▶ [WHAT YOU WILL DO]:
From the listing below, extract every line containing "BytesMut".

▶ [INPUT DATA]:

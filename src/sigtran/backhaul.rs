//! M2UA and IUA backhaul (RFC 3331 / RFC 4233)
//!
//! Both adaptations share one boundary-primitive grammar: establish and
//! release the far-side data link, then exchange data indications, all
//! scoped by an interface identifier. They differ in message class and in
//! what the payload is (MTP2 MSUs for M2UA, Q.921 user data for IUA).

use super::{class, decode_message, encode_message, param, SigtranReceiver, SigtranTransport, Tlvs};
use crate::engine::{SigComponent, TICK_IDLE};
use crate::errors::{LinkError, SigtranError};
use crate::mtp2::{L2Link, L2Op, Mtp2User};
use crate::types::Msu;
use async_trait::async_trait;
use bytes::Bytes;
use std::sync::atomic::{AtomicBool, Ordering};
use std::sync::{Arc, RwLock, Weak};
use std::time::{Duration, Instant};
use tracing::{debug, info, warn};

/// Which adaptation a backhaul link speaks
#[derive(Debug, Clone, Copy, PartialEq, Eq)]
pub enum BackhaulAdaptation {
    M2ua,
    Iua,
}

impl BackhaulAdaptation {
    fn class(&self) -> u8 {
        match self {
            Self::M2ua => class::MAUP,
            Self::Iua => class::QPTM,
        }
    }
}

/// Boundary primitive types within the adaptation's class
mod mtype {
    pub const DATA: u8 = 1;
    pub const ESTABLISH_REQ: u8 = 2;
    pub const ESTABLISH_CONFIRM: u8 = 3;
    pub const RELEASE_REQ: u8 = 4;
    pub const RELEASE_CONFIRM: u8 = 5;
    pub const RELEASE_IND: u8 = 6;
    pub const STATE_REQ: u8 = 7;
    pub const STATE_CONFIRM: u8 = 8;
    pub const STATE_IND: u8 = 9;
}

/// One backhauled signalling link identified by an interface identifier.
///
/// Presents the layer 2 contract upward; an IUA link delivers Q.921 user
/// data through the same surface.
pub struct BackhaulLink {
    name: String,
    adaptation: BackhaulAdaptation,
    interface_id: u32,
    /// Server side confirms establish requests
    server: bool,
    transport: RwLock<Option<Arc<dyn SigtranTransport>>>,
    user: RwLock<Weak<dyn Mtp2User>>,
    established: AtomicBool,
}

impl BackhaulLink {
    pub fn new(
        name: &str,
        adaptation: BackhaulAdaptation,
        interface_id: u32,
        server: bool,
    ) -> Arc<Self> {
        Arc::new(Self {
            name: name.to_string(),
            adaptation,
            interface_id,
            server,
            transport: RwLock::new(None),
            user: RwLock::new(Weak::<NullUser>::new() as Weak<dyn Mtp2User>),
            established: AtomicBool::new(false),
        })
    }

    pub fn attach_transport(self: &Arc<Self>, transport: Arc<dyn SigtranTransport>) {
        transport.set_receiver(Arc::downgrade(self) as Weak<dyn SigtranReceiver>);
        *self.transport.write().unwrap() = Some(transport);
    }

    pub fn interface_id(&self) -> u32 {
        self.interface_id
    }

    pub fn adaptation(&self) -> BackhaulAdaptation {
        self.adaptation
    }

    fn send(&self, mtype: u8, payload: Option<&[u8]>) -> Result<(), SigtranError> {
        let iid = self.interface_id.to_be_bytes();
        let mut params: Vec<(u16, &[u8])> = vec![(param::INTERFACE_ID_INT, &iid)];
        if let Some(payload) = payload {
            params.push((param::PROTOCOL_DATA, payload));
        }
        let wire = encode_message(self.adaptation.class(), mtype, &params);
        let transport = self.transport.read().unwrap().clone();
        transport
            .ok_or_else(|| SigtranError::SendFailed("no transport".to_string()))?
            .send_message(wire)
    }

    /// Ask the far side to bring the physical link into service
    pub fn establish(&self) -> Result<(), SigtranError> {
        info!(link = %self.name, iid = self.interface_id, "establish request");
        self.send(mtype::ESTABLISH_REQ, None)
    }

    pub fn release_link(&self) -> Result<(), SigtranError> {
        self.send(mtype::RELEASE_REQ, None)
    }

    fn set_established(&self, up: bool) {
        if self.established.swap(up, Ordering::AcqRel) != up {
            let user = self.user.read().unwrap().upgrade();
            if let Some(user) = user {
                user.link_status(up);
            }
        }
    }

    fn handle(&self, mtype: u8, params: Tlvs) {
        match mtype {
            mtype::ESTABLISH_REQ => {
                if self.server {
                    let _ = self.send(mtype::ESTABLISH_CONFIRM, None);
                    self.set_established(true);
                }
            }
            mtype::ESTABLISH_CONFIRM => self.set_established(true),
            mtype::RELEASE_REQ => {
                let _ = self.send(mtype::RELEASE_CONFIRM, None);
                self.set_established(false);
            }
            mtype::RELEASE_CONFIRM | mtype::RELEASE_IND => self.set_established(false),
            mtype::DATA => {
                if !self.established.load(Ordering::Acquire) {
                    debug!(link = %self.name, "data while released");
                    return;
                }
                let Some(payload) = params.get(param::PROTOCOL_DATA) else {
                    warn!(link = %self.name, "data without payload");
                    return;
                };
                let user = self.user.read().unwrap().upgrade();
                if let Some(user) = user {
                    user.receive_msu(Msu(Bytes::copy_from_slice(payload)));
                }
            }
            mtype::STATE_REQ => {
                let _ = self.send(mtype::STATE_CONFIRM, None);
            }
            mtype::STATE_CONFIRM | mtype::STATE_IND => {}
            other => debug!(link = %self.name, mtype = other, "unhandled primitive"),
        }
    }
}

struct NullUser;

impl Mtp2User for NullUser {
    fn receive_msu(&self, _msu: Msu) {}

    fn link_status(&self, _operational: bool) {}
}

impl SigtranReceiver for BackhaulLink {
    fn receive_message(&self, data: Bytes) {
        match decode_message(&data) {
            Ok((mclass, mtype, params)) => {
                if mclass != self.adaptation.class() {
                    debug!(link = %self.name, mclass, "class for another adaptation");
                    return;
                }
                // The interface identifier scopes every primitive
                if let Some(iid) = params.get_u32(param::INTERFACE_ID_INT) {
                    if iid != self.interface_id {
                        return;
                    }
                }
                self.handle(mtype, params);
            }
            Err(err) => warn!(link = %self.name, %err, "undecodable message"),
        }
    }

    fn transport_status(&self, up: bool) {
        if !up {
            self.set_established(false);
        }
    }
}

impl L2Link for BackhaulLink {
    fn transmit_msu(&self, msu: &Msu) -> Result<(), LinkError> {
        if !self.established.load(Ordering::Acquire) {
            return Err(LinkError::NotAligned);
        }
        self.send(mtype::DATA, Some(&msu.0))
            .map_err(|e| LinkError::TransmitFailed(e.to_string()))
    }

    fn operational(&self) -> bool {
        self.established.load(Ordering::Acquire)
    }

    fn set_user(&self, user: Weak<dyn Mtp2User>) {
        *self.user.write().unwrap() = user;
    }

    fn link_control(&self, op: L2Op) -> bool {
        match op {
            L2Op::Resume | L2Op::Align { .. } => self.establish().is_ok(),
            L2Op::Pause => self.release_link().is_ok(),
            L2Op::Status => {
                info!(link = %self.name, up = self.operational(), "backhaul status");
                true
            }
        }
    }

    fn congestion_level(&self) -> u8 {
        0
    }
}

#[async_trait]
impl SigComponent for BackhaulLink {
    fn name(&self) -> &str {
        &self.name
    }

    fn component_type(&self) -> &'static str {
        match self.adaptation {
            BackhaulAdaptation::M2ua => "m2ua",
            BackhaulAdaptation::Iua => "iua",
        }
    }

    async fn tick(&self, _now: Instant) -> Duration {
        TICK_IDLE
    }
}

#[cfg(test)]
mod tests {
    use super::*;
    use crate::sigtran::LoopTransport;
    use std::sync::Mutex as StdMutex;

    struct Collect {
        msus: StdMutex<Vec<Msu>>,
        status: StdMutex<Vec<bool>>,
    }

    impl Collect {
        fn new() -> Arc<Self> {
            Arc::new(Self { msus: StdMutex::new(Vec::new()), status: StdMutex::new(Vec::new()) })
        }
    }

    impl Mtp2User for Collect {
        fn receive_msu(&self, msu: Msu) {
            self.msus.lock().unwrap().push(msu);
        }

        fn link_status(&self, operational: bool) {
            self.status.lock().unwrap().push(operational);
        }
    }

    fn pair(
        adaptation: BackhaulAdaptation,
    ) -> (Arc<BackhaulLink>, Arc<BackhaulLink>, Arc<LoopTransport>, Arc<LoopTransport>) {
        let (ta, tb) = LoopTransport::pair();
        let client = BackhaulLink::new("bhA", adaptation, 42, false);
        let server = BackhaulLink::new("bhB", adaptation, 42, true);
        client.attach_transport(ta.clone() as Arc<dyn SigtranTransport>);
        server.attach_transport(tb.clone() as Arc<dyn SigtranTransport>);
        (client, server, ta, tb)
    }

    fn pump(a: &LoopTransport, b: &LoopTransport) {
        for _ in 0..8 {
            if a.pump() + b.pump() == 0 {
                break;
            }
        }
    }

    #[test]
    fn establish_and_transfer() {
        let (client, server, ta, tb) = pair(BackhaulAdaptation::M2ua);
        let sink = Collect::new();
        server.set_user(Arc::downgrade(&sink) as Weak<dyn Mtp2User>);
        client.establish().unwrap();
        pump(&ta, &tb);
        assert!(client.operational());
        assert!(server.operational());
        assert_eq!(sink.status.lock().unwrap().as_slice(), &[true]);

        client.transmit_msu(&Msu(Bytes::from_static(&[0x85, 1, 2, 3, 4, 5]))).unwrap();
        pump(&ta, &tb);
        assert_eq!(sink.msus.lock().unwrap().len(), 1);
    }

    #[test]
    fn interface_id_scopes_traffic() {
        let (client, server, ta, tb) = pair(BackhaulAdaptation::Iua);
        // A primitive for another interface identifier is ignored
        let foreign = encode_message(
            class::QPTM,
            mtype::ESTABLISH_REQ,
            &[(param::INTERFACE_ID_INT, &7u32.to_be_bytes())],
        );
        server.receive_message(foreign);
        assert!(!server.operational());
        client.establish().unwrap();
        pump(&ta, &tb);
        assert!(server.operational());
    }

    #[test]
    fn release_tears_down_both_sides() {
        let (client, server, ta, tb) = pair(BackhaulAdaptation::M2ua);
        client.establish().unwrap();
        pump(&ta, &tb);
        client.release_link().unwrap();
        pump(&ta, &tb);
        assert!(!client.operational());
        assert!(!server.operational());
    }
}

==

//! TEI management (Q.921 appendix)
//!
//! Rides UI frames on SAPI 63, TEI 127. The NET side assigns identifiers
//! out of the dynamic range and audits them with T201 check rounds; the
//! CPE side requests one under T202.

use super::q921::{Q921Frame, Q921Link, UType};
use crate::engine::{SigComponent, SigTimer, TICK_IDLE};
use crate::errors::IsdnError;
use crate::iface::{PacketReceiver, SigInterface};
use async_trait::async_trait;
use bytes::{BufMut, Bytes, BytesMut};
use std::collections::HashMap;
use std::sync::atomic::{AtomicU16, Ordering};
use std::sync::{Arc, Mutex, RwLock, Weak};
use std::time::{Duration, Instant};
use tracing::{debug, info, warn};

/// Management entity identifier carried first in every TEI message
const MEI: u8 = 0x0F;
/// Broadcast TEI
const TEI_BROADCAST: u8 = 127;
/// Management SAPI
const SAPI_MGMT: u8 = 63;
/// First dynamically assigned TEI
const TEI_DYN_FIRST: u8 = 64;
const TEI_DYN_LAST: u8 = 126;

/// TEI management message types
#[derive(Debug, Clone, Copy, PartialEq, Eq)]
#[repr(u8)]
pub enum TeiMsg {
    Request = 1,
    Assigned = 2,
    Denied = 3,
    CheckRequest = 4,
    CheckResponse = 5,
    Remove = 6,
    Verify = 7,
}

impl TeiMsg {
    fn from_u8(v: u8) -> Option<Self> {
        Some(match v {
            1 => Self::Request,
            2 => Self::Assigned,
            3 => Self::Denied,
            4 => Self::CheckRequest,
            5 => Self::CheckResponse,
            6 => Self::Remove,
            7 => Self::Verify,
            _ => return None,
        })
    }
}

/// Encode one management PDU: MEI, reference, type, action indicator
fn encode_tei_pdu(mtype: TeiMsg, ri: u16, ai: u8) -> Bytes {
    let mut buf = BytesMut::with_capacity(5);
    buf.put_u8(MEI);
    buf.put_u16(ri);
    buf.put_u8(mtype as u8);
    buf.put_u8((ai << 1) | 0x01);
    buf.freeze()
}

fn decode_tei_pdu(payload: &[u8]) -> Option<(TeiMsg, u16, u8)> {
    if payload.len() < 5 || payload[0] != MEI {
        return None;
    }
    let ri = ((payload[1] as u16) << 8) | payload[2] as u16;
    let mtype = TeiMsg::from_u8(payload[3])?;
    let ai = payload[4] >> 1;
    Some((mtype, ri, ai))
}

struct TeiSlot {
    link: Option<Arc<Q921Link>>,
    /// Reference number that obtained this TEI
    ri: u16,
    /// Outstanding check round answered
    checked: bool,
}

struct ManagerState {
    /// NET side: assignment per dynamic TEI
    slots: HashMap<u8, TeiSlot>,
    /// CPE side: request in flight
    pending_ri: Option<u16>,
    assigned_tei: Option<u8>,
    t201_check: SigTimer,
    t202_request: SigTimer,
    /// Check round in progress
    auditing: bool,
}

▶ [PROBLEM SOLUTION]:
use bytes::{BufMut, Bytes, BytesMut};
    let mut buf = BytesMut::with_capacity(5);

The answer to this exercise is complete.